### Exercise prompt:
Pick out each line of the records that includes the string "DomainError", and copy it.

(Stored data entries)
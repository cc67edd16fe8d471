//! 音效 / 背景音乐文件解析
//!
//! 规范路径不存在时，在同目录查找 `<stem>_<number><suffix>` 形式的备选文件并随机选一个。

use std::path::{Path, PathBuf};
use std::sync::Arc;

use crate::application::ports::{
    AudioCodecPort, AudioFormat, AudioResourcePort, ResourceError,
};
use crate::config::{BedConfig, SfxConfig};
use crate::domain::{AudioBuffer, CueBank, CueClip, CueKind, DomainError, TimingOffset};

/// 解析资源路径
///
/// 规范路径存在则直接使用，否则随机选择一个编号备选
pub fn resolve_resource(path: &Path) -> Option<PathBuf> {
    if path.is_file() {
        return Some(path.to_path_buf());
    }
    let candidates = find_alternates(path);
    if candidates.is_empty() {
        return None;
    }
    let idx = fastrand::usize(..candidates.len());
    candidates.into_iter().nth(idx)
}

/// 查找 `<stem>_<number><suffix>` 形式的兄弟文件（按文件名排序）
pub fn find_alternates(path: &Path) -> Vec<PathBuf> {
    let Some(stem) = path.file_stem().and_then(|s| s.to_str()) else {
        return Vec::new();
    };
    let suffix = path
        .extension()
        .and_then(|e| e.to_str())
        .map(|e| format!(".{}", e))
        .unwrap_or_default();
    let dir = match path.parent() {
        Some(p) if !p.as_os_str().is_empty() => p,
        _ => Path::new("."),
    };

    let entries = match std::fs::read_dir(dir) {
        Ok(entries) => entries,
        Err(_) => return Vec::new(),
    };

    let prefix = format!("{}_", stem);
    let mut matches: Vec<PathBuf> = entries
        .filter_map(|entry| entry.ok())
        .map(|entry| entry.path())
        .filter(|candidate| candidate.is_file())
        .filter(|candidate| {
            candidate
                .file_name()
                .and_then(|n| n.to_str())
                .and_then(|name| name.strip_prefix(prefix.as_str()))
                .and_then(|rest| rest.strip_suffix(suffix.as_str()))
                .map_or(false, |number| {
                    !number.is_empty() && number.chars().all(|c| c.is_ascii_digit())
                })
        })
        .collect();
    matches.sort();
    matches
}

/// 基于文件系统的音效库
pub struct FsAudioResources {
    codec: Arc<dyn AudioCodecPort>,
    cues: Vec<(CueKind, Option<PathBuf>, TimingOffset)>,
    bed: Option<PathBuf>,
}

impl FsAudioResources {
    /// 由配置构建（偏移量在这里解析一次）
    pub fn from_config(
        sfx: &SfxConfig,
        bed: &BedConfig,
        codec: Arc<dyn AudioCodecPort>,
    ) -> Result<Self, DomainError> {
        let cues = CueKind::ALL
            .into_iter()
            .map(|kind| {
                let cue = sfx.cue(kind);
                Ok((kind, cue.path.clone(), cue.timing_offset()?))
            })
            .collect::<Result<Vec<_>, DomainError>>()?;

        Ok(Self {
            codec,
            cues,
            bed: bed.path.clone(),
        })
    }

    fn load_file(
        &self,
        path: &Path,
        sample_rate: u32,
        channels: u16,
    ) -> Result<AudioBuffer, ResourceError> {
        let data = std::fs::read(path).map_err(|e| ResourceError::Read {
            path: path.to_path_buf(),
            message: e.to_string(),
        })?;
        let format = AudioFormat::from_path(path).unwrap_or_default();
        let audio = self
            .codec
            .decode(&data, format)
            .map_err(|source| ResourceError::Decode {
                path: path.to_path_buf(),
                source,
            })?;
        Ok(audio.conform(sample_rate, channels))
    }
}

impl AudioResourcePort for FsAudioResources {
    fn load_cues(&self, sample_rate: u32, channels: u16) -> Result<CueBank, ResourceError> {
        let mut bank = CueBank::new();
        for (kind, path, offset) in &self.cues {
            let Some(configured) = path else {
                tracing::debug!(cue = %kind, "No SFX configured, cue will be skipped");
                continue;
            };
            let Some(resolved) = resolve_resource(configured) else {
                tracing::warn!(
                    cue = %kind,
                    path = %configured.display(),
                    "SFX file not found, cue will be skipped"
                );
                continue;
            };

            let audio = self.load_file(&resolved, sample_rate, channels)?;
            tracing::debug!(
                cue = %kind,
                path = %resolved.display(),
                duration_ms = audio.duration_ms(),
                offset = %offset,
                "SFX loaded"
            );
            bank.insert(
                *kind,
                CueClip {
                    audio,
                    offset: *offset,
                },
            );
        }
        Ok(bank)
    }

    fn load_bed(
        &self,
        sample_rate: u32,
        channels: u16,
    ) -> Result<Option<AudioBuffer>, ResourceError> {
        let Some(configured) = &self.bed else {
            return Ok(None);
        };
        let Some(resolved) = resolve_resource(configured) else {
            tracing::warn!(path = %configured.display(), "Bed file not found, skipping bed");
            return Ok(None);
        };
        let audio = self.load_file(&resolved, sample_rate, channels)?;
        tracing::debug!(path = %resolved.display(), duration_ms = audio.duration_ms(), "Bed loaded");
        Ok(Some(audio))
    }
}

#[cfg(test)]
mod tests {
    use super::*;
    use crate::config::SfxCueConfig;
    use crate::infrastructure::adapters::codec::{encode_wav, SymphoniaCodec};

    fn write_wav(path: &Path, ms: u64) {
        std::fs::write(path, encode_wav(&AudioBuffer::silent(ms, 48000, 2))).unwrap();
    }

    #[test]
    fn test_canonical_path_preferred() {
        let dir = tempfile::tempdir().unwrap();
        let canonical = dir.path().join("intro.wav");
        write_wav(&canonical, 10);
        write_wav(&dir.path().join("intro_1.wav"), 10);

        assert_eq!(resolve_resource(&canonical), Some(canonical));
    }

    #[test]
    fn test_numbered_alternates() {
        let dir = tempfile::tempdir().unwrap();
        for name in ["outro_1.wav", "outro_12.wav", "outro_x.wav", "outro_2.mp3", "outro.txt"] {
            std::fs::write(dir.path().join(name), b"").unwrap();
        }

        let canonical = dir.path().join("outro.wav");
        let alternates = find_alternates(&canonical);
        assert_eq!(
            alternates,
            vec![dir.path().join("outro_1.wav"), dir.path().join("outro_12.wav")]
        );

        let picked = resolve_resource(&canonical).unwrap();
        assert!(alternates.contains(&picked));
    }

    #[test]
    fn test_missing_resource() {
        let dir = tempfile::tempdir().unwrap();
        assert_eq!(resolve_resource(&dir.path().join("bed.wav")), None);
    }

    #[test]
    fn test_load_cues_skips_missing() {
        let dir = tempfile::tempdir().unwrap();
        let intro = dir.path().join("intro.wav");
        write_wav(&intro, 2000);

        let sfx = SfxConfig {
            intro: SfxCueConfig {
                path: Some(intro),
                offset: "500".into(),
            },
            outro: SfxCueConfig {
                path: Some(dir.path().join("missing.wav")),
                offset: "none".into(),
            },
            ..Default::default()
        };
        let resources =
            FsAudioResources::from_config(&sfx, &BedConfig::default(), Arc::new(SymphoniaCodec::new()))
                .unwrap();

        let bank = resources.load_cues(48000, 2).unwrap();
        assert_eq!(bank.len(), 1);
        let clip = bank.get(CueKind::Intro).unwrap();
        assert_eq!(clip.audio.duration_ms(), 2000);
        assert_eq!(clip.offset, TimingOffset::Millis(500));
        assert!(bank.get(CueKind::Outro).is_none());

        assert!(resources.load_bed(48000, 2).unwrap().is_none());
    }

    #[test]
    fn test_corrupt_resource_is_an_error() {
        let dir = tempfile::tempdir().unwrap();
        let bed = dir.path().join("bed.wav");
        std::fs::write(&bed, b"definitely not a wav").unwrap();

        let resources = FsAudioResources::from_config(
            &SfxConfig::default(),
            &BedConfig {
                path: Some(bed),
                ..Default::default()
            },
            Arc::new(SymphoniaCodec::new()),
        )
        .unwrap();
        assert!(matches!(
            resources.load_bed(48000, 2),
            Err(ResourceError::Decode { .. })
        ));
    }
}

### Problem solution:
use crate::domain::{AudioBuffer, CueBank, CueClip, CueKind, DomainError, TimingOffset};
    ) -> Result<Self, DomainError> {
            .collect::<Result<Vec<_>, DomainError>>()?;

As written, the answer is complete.